Deploying extensions such as SHM for XCB is really easy.
Essentially, we've crafted a metalanguage using the M4 macro
preprocessor: much of the C code is generated from
metalanguage description. You type in some info about
opcodes, argument passing, etc, and you get out C code that
does the right thing. This is all pretty well documented.
So what's the downside?
+ The project right now is Keith Packard + me, a college
professor with a full time job doing other things + Jamey,
a junior PSU undergraduate who wrote almost all the code
and is heavily involved in other projects + Andy, a local
high-school student who has contributed a bunch of pieces
and helped a lot with documentation and debugging + maybe
Keith and David, PSU grad students who would like to get
involved but currently have no background.
IOW, we need help. The project will likely stagnate
without more motivated and experienced developers. It's a
tiny project, and pretty well understood, so there's no
huge effort to complete it. Just the usual million little
things like typing in and debugging the SHM extension :-).
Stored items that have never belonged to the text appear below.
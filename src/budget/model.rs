//! Defines the budget model and database queries for budgets.

use std::collections::BTreeMap;

use rusqlite::{Connection, params};
use serde::Deserialize;

use crate::{
    Error,
    amount::{RawAmount, coerce_amount},
};

/// The spending limit for each category, keyed by category name.
pub type Budgets = BTreeMap<String, f64>;

/// The request body for setting the budget of a category.
#[derive(Debug, Deserialize)]
pub struct BudgetForm {
    /// The category the budget applies to.
    pub category: String,
    /// The spending limit, not yet coerced.
    #[serde(default)]
    pub amount: Option<RawAmount>,
}

impl BudgetForm {
    /// Coerce the limit into a finite number.
    ///
    /// # Errors
    /// Returns [Error::ValidationFailure] if the amount is missing or invalid.
    pub fn amount(&self) -> Result<f64, Error> {
        coerce_amount(self.amount.as_ref())
    }
}

/// Get the budget of every category.
///
/// # Errors
/// This function will return a [Error::StorageUnavailable] if there is an SQL error.
pub fn list_budgets(connection: &Connection) -> Result<Budgets, Error> {
    connection
        .prepare("SELECT category, amount FROM budget")?
        .query_map([], |row| Ok((row.get(0)?, row.get(1)?)))?
        .map(|maybe_budget| maybe_budget.map_err(Error::from))
        .collect()
}

/// Create or overwrite the budget for `category`.
///
/// # Errors
/// This function will return a [Error::StorageUnavailable] if there is an SQL error.
pub fn set_budget(category: &str, amount: f64, connection: &Connection) -> Result<(), Error> {
    connection.execute(
        "INSERT INTO budget (category, amount) VALUES (?1, ?2)
         ON CONFLICT(category) DO UPDATE SET amount = excluded.amount",
        params![category, amount],
    )?;

    Ok(())
}

/// Remove the budget for `category`, removing a missing budget is not an error.
///
/// # Errors
/// This function will return a [Error::StorageUnavailable] if there is an SQL error.
pub fn delete_budget(category: &str, connection: &Connection) -> Result<(), Error> {
    connection.execute("DELETE FROM budget WHERE category = ?1", params![category])?;

    Ok(())
}

/// Create the budget table in the database.
///
/// # Errors
/// Returns an error if the table cannot be created or if there is an SQL error.
pub fn create_budget_table(connection: &Connection) -> Result<(), rusqlite::Error> {
    connection.execute(
        "CREATE TABLE IF NOT EXISTS budget (
                category TEXT PRIMARY KEY NOT NULL,
                amount REAL NOT NULL
                )",
        (),
    )?;

    Ok(())
}

#[cfg(test)]
mod tests {
    use rusqlite::Connection;

    use crate::{
        budget::model::{Budgets, delete_budget, list_budgets, set_budget},
        db::initialize,
    };

    fn get_test_connection() -> Connection {
        let conn = Connection::open_in_memory().unwrap();
        initialize(&conn).unwrap();
        conn
    }

    #[test]
    fn starts_empty() {
        let conn = get_test_connection();

        assert_eq!(list_budgets(&conn).unwrap(), Budgets::new());
    }

    #[test]
    fn set_overwrites_existing_budget() {
        let conn = get_test_connection();

        set_budget("Food", 200.0, &conn).unwrap();
        set_budget("Housing", 1200.0, &conn).unwrap();
        set_budget("Food", 250.0, &conn).unwrap();

        let want = Budgets::from([("Food".to_owned(), 250.0), ("Housing".to_owned(), 1200.0)]);
        assert_eq!(list_budgets(&conn).unwrap(), want);
    }

    #[test]
    fn delete_removes_only_that_category() {
        let conn = get_test_connection();
        set_budget("Food", 200.0, &conn).unwrap();
        set_budget("Health", 50.0, &conn).unwrap();

        delete_budget("Food", &conn).unwrap();

        let want = Budgets::from([("Health".to_owned(), 50.0)]);
        assert_eq!(list_budgets(&conn).unwrap(), want);
    }

    #[test]
    fn delete_missing_budget_is_not_an_error() {
        let conn = get_test_connection();

        assert_eq!(delete_budget("Entertainment", &conn), Ok(()));
    }
}
/// Create a new expense, assigning it an ID derived from `created_at`.
///
/// The ID is the millisecond timestamp of `created_at`, or one more than the
/// last issued ID if that is later, so an ID is never issued twice even after
/// the expense holding it is deleted. If the ID is taken by an imported
/// expense, the next free integer is used instead.
///
/// # Errors
/// This function will return a [Error::StorageUnavailable] if there is an SQL error.
pub fn create_expense(
    fields: ExpenseFields,
    created_at: OffsetDateTime,
    connection: &Connection,
) -> Result<Expense, Error> {
    let tx = connection.unchecked_transaction()?;

    let timestamp_id = (created_at.unix_timestamp_nanos() / 1_000_000) as i64;
    let mut candidate_id = match last_issued_id(&tx)? {
        Some(last_issued) => timestamp_id.max(last_issued + 1),
        None => timestamp_id,
    };

    let expense = {
        let mut statement = tx.prepare(&format!(
            "INSERT INTO expense ({EXPENSE_COLUMNS})
             VALUES (?1, ?2, ?3, ?4, ?5, ?6)
             RETURNING {EXPENSE_COLUMNS}"
        ))?;

        loop {
            let result = statement.query_row(
                params![
                    candidate_id.to_string(),
                    fields.date,
                    fields.category,
                    fields.description,
                    fields.amount,
                    created_at,
                ],
                map_expense_row,
            );

            match result {
                Err(rusqlite::Error::SqliteFailure(error, _))
                    if error.extended_code == rusqlite::ffi::SQLITE_CONSTRAINT_PRIMARYKEY
                        || error.extended_code == rusqlite::ffi::SQLITE_CONSTRAINT_UNIQUE =>
                {
                    tracing::debug!("expense ID {candidate_id} is taken, trying the next one");
                    candidate_id += 1;
                }
                result => break result?,
            }
        }
    };

    record_issued_id(candidate_id, &tx)?;
    tx.commit()?;

    Ok(expense)
}
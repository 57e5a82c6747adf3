//! Middleware for logging requests and responses.

use axum::{
    body::{Body, Bytes},
    extract::Request,
    http::{request, response},
    middleware::Next,
    response::{IntoResponse, Response},
};

use crate::Error;

/// The number of bytes of a request or response body logged at the `info` level.
pub const LOG_BODY_LENGTH_LIMIT: usize = 64;

/// Log the request and response for each request.
///
/// Both the request and response are logged at the `info` level.
/// If the body is longer than [LOG_BODY_LENGTH_LIMIT] bytes, it is
/// truncated and the full body is logged at the `debug` level.
pub async fn logging_middleware(request: Request, next: Next) -> Response {
    let (parts, body) = request.into_parts();
    let body_bytes = match read_body(body).await {
        Ok(bytes) => bytes,
        Err(error) => return error.into_response(),
    };
    log_request(&parts, &String::from_utf8_lossy(&body_bytes));

    let response = next.run(Request::from_parts(parts, body_bytes.into())).await;

    let (parts, body) = response.into_parts();
    let body_bytes = match read_body(body).await {
        Ok(bytes) => bytes,
        Err(error) => return error.into_response(),
    };
    log_response(&parts, &String::from_utf8_lossy(&body_bytes));

    Response::from_parts(parts, body_bytes.into())
}

async fn read_body(body: Body) -> Result<Bytes, Error> {
    axum::body::to_bytes(body, usize::MAX)
        .await
        .map_err(|error| Error::InvalidRequestBody(error.to_string()))
}

/// Cut `text` to at most [LOG_BODY_LENGTH_LIMIT] bytes without splitting a character.
fn truncate(text: &str) -> &str {
    if text.len() <= LOG_BODY_LENGTH_LIMIT {
        return text;
    }

    let mut end = LOG_BODY_LENGTH_LIMIT;
    while !text.is_char_boundary(end) {
        end -= 1;
    }

    &text[..end]
}

fn log_request(parts: &request::Parts, body: &str) {
    let method = &parts.method;
    let uri = &parts.uri;

    if body.len() > LOG_BODY_LENGTH_LIMIT {
        tracing::info!("Received request: {method} {uri}\nbody: {}...", truncate(body));
        tracing::debug!("Full request body: {body:?}");
    } else {
        tracing::info!("Received request: {method} {uri}\nbody: {body:?}");
    }
}

fn log_response(parts: &response::Parts, body: &str) {
    let status = parts.status;

    if body.len() > LOG_BODY_LENGTH_LIMIT {
        tracing::info!("Sending response: {status}\nbody: {}...", truncate(body));
        tracing::debug!("Full response body: {body:?}");
    } else {
        tracing::info!("Sending response: {status}\nbody: {body:?}");
    }
}
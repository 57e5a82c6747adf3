//! Defines the endpoint for downloading expenses as a CSV file.
use axum::{
    extract::State,
    http::header::{CONTENT_DISPOSITION, CONTENT_TYPE},
    response::{IntoResponse, Response},
};

use crate::{AppState, Error, csv_export::expenses_to_csv, stores::Store};

/// The file name suggested to the browser for the download.
pub const EXPORT_FILE_NAME: &str = "expenses.csv";

/// A route handler that responds with every expense as a CSV attachment.
pub async fn export_expenses_endpoint<S: Store>(
    State(state): State<AppState<S>>,
) -> Result<Response, Error> {
    let expenses = state.store.list_expenses()?;
    let csv = expenses_to_csv(&expenses);

    Ok((
        [
            (CONTENT_TYPE, "text/csv;charset=utf-8".to_owned()),
            (
                CONTENT_DISPOSITION,
                format!("attachment; filename=\"{EXPORT_FILE_NAME}\""),
            ),
        ],
        csv,
    )
        .into_response())
}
+ There are functions of Xlib that are missing in XCB.
Usually this is with good reason (used TekCMS lately?),
but some of the pieces (e.g. a lot of caching) are
intended to be provided by small separate libraries atop
XCB and/or small hooks inside. This work is fairly easy,
but needs completing: see above.
+ You'd have to guinea-pig being the first major user, and
probably someone would have to learn/know some M4.
If there's stuff we can do to help, we will. As someone
noted on the list, we think that most toolkits and apps
using Xlib can move to XCB pretty easily and get a lot out
of it. We're excited to help it move forward.
You can see the XCB/XCL web page and papers and mailing list
and whatnot at http://xcb.wiki.cs.pdx.edu/ Thanks again on
behalf of the XCB team for your interest.
Bart Massey
bart@cs.pdx.edu
http://www.cs.pdx.edu/~bart
P.S. Najati, if you want to come to PSU for your Ph.D and
work on XCB while you're here, drop me some e-mail :-).